▶ Your instructions:
Find and copy each line of the listing below that has the word "span" in it.

▶ Exercise input:
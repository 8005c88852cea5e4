//! Whole runs against an in-process stub of the users service, on tokio's paused
//! clock so latencies and delays are exact.

use std::{
    collections::HashMap,
    sync::{
        Arc,
        atomic::{AtomicU64, Ordering},
    },
    time::Duration,
};

use parking_lot::Mutex;
use serde_json::json;
use surge::{
    ConfigError, Endpoint, Error, Request, Response, RunConfig, RunSummary, Scenario, Stage,
    ThresholdSpec, TransportError, UserWorkflow, endpoint::Method,
};
use tokio::time::{Instant, sleep};

#[derive(Clone, Copy)]
enum Create {
    Created,
    ServerError,
    Unreachable,
}

#[derive(Debug, Clone)]
struct Call {
    method: Method,
    path: String,
    at: Instant,
}

struct State {
    create: Create,
    latency: Duration,
    next_id: AtomicU64,
    users: Mutex<HashMap<u64, String>>,
    calls: Mutex<Vec<Call>>,
}

#[derive(Clone)]
struct Stub(Arc<State>);

impl Stub {
    fn new(create: Create, latency: Duration) -> Self {
        Self(Arc::new(State {
            create,
            latency,
            next_id: AtomicU64::new(1),
            users: Mutex::new(HashMap::new()),
            calls: Mutex::new(Vec::new()),
        }))
    }

    fn calls(&self) -> Vec<Call> {
        self.0.calls.lock().clone()
    }

    fn calls_to(&self, method: Method, prefix: &str) -> Vec<Call> {
        self.calls()
            .into_iter()
            .filter(|c| c.method == method && c.path.starts_with(prefix))
            .collect()
    }

    fn create_user(&self, request: &Request) -> Response {
        let body: serde_json::Value = request
            .body
            .as_deref()
            .and_then(|b| serde_json::from_slice(b).ok())
            .unwrap_or_default();
        let email = body["email"].as_str().unwrap_or_default().to_string();
        let id = self.0.next_id.fetch_add(1, Ordering::Relaxed);
        self.0.users.lock().insert(id, email.clone());
        Response::new(201, json!({ "id": id, "email": email }).to_string())
    }

    fn get_user(&self, path: &str) -> Response {
        let email = path
            .trim_start_matches("/users/")
            .parse::<u64>()
            .ok()
            .and_then(|id| self.0.users.lock().get(&id).cloned());
        match email {
            Some(email) => Response::new(200, json!({ "id": 1, "email": email }).to_string()),
            None => Response::new(404, "{}"),
        }
    }
}

impl Endpoint for Stub {
    async fn request(&self, request: &Request) -> Result<Response, TransportError> {
        self.0.calls.lock().push(Call {
            method: request.method,
            path: request.path.clone(),
            at: Instant::now(),
        });

        match (request.method, request.path.as_str()) {
            (Method::Post, "/users") => match self.0.create {
                Create::Unreachable => Err(TransportError::Connect("connection refused".into())),
                Create::ServerError => {
                    sleep(self.0.latency).await;
                    Ok(Response::new(500, r#"{"error": "boom"}"#))
                }
                Create::Created => {
                    sleep(self.0.latency).await;
                    Ok(self.create_user(request))
                }
            },
            (Method::Get, "/users") => {
                sleep(self.0.latency).await;
                Ok(Response::new(200, "[]"))
            }
            (Method::Get, path) => {
                sleep(self.0.latency).await;
                Ok(self.get_user(path))
            }
            (Method::Put, _) => {
                sleep(self.0.latency).await;
                Ok(Response::new(200, "{}"))
            }
            _ => Ok(Response::new(405, "")),
        }
    }
}

async fn run(stub: &Stub, config: RunConfig) -> Result<RunSummary, Error> {
    Scenario::builder()
        .name("users")
        .workflow(UserWorkflow::from_config(stub.clone(), &config))
        .config(config)
        .build()
        .run()
        .await
}

#[tokio::test(start_paused = true)]
async fn healthy_service_passes_thresholds() {
    let stub = Stub::new(Create::Created, Duration::from_millis(50));
    let config = RunConfig::builder()
        .base_url("http://stub.local/api")
        .stages(vec![Stage::new(Duration::from_secs(1), 10)])
        .thresholds(vec![ThresholdSpec::parse("create", "p(95)<1000").unwrap()])
        .build();

    let summary = run(&stub, config).await.unwrap();

    let create = summary.operations["create"];
    assert!(create.requests > 0);
    assert_eq!(create.failed, 0);
    assert!(create.latency.p95 >= 50.0 && create.latency.p95 < 52.0);
    for op in ["get", "update", "list"] {
        assert_eq!(summary.operations[op].requests, create.requests);
    }
    assert_eq!(summary.requests, 4 * create.requests);
    assert_eq!(summary.success_rate, Some(1.0));
    assert_eq!(summary.iterations, create.requests);
    assert!(summary.vus_max >= 9 && summary.vus_max <= 10);

    assert_eq!(summary.thresholds.len(), 1);
    assert!(summary.thresholds[0].passed);
    assert!(summary.passed);
}

#[tokio::test(start_paused = true)]
async fn failed_create_skips_get_and_update() {
    let stub = Stub::new(Create::ServerError, Duration::from_millis(50));
    let config = RunConfig::builder()
        .base_url("http://stub.local/api")
        .stages(vec![
            Stage::new(Duration::ZERO, 5),
            Stage::new(Duration::from_secs(3), 5),
        ])
        .thresholds(vec![ThresholdSpec::parse("errors", "rate<0.1").unwrap()])
        .build();

    let summary = run(&stub, config).await.unwrap();

    let create = summary.operations["create"];
    assert!(create.requests > 0);
    assert_eq!(create.failed, create.requests);
    assert_eq!(summary.operations["get"].requests, 0);
    assert_eq!(summary.operations["get"].latency.count, 0);
    assert_eq!(summary.operations["update"].requests, 0);
    assert_eq!(summary.operations["list"].requests, summary.iterations);
    assert_eq!(summary.operations["list"].failed, 0);

    // a 500 is an answer, never retried
    assert_eq!(
        stub.calls_to(Method::Post, "/users").len() as u64,
        create.requests
    );
    assert!(stub.calls_to(Method::Get, "/users/").is_empty());
    assert!(stub.calls_to(Method::Put, "/users/").is_empty());

    assert_eq!(summary.success_rate, Some(0.5));
    assert!(!summary.thresholds[0].passed);
    assert!(!summary.passed);
}

#[tokio::test(start_paused = true)]
async fn unreachable_create_is_attempted_max_retries_times() {
    let stub = Stub::new(Create::Unreachable, Duration::from_millis(50));
    let config = RunConfig::builder()
        .base_url("http://stub.local/api")
        .stages(vec![
            Stage::new(Duration::ZERO, 1),
            Stage::new(Duration::from_millis(100), 1),
        ])
        .max_retries(3)
        .retry_delay(Duration::from_millis(100))
        .build();

    let summary = run(&stub, config).await.unwrap();

    let creates = stub.calls_to(Method::Post, "/users");
    assert_eq!(creates.len(), 3);
    for pair in creates.windows(2) {
        assert!(pair[1].at - pair[0].at >= Duration::from_millis(100));
    }
    let span = creates[2].at - creates[0].at;
    assert!(span >= Duration::from_millis(200) && span < Duration::from_millis(210));

    // exhausted retries are one failed outcome, and list still runs
    assert_eq!(summary.operations["create"].requests, 1);
    assert_eq!(summary.operations["create"].failed, 1);
    assert_eq!(summary.operations["list"].requests, 1);
    assert_eq!(summary.iterations, 1);
}

#[tokio::test(start_paused = true)]
async fn invalid_config_spawns_nobody() {
    let stub = Stub::new(Create::Created, Duration::from_millis(50));
    let config = RunConfig::builder()
        .base_url("http://stub.local/api")
        .stages(vec![Stage::new(Duration::from_secs(1), 10)])
        .thresholds(vec![ThresholdSpec::parse("checks", "rate>0.9").unwrap()])
        .build();

    let outcome = run(&stub, config).await;

    assert!(matches!(
        outcome,
        Err(Error::Config(ConfigError::UnknownMetric(name))) if name == "checks"
    ));
    assert!(stub.calls().is_empty());
}

#[tokio::test(start_paused = true)]
async fn empty_stages_are_rejected() {
    let stub = Stub::new(Create::Created, Duration::from_millis(50));
    let config = RunConfig::builder()
        .base_url("http://stub.local/api")
        .stages(vec![])
        .build();

    let outcome = run(&stub, config).await;

    assert!(matches!(outcome, Err(Error::Config(ConfigError::EmptyStages))));
    assert!(stub.calls().is_empty());
}
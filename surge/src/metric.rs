use std::{fmt, time::Duration};

use serde::{Deserialize, Serialize};

/// The kind of a named metric. A name keeps the kind it was first recorded with.
#[derive(Debug, Clone, Copy, PartialEq, Eq, Hash, Serialize, Deserialize)]
#[serde(rename_all = "snake_case")]
pub enum MetricKind {
    /// Monotonically increasing integer.
    Counter,
    /// Fraction of boolean observations that were `true`.
    Rate,
    /// Distribution of numeric observations.
    Trend,
}

impl fmt::Display for MetricKind {
    fn fmt(&self, f: &mut fmt::Formatter<'_>) -> fmt::Result {
        let name = match self {
            MetricKind::Counter => "counter",
            MetricKind::Rate => "rate",
            MetricKind::Trend => "trend",
        };
        f.write_str(name)
    }
}

/// A `Sample` is a single observation written into the [`crate::MetricSink`].
///
/// Samples are the most granular level of data a virtual user produces: one
/// request latency, one passed or failed check, one finished iteration. They are
/// folded into an [`crate::aggregate::MetricValue`] as soon as they are recorded and
/// are never retained individually, except as trend values.
///
/// ## Example
/// ```rust
/// use surge::metric::{MetricKind, Sample};
///
/// let latency = Sample::Trend(42.0);
/// assert_eq!(latency.kind(), MetricKind::Trend);
/// ```
#[derive(Debug, Clone, Copy, PartialEq, PartialOrd, Serialize, Deserialize)]
pub enum Sample {
    /// Increment of a counter.
    Counter(u64),
    /// One boolean observation of a rate.
    Rate(bool),
    /// One numeric observation of a trend, latencies are in milliseconds.
    Trend(f64),
}

impl Sample {
    /// A latency as a trend sample in milliseconds.
    pub fn latency(duration: Duration) -> Self {
        Sample::Trend(duration.as_nanos() as f64 / 1_000_000.0)
    }

    pub fn kind(&self) -> MetricKind {
        match self {
            Sample::Counter(_) => MetricKind::Counter,
            Sample::Rate(_) => MetricKind::Rate,
            Sample::Trend(_) => MetricKind::Trend,
        }
    }
}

▶ Worked solution:
    let span = creates[2].at - creates[0].at;
    assert!(span >= Duration::from_millis(200) && span < Duration::from_millis(210));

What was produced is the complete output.